A former US Army Green Beret. Graves was wounded in Afghanistan in a battle that wiped out his unit; he was the only survivor. He claimed that supernatural forces (some kind of crazy shapechanging amorphous blob) killed his squad mates. The Army determined that the unit had been attacked and eliminated by the Taliban, and when Graves refused to alter his outlandish claims, he was subsequently discharged for medical reasons. He was recruited by the Sanitation Bureau the same day. (Random note: As part of his training Graves was required to become fluent in at least one other language. He speaks Dari Persian and Farsi passably well, and has a smattering of Arabic. In case we run across any Necronomicon original manuscripts.)

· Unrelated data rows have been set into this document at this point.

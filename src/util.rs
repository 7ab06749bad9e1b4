use std::fs::{File, OpenOptions};
use std::io;
use std::path::Path;
use std::thread::sleep;
use std::time::Duration;

static INIT_ONCE: std::sync::Once = std::sync::Once::new();

/// Install the global `tracing` subscriber, honoring `RUST_LOG` (default `info`).
pub fn init_tracing_once() {
    init_tracing_with_default("info");
}

/// Same as [`init_tracing_once`] but with a caller-chosen fallback level.
/// Only the first call in a process has any effect.
pub fn init_tracing_with_default(default_level: &str) {
    INIT_ONCE.call_once(|| {
        let env_filter = std::env::var("RUST_LOG").unwrap_or_else(|_| default_level.to_string());
        let _ = tracing_subscriber::fmt().with_env_filter(env_filter).try_init();
    });
}

// -------- file opens that survive transient OS errors --------

/// Transient failures worth another attempt: interrupted calls everywhere, plus
/// the sharing/lock/device-not-ready codes antivirus scanners and network
/// volumes produce on Windows.
fn is_transient(err: &io::Error) -> bool {
    if err.kind() == io::ErrorKind::Interrupted {
        return true;
    }
    // 5 access denied, 21 device not ready, 32 sharing violation,
    // 33 lock violation, 1006 volume externally altered, 1117 I/O device error
    cfg!(windows) && matches!(err.raw_os_error(), Some(5 | 21 | 32 | 33 | 1006 | 1117))
}

/// Run `op` up to `attempts` times, sleeping `step_ms * attempt` between transient failures.
fn retry_transient<T>(attempts: usize, step_ms: u64, mut op: impl FnMut() -> io::Result<T>) -> io::Result<T> {
    let attempts = attempts.max(1);
    let mut attempt = 1;
    loop {
        match op() {
            Err(err) if attempt < attempts && is_transient(&err) => {
                tracing::debug!(attempt, error=%err, "Transient I/O error, retrying");
                sleep(Duration::from_millis(step_ms.saturating_mul(attempt as u64)));
                attempt += 1;
            }
            other => return other,
        }
    }
}

/// Open a source file for reading.
pub fn open_with_backoff(source: &Path, attempts: usize, step_ms: u64) -> io::Result<File> {
    retry_transient(attempts, step_ms, || File::open(source))
}

/// Open a destination file in append mode, creating it on first use.
pub fn open_append_with_backoff(target: &Path, attempts: usize, step_ms: u64) -> io::Result<File> {
    retry_transient(attempts, step_ms, || OpenOptions::new().create(true).append(true).open(target))
}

After Graves' unit was wiped out by that thing, the investigation was taken over by something called the Military Diplomatic Information Service, which, on paper, is a group which serves as a liaison between the US Military and Diplomatic Corps, as well as being a clearinghouse for information on local customs and taboos, in order to help train members of the military to achieve their goals in foreign locals without offending the locals.

How on earth they were put in charge of an official investigation of an attack on a Green Beret unit is not at all clear.

After that experience, google searches for "head-eating blob" led to H.P. Lovecraft, and from there to the sources he used, especially the Necronomicon, An English translation of a Latin translation of a Greek translation of a now-lost Arabic original, the version held at Miskatonic University didn't have any brain-melting secrets, but it was almost complete gibberish, which maybe explains why it's never been published and you had to jump through a ton of hoops to actually look at the centuries old manuscript. A handful of scholarly articles (E.G. "The Shoggoth as 'Fakelore': H.P. Lovecraft and the Occult") indicate that the occult books which claim to teach how to summon or bind Shoggoths mostly all draw on Lovecraft's fictional embellishments rather than the obscure passages of the assorted surviving Necronomicon translations.

All in all, it's like finding out that people you loved were murdered by Paul Bunyan.

Inside the Bureau, the questions "Do Shoggoths exist?" and "What is the MDIS, really?" have been met with frustrating evasiveness.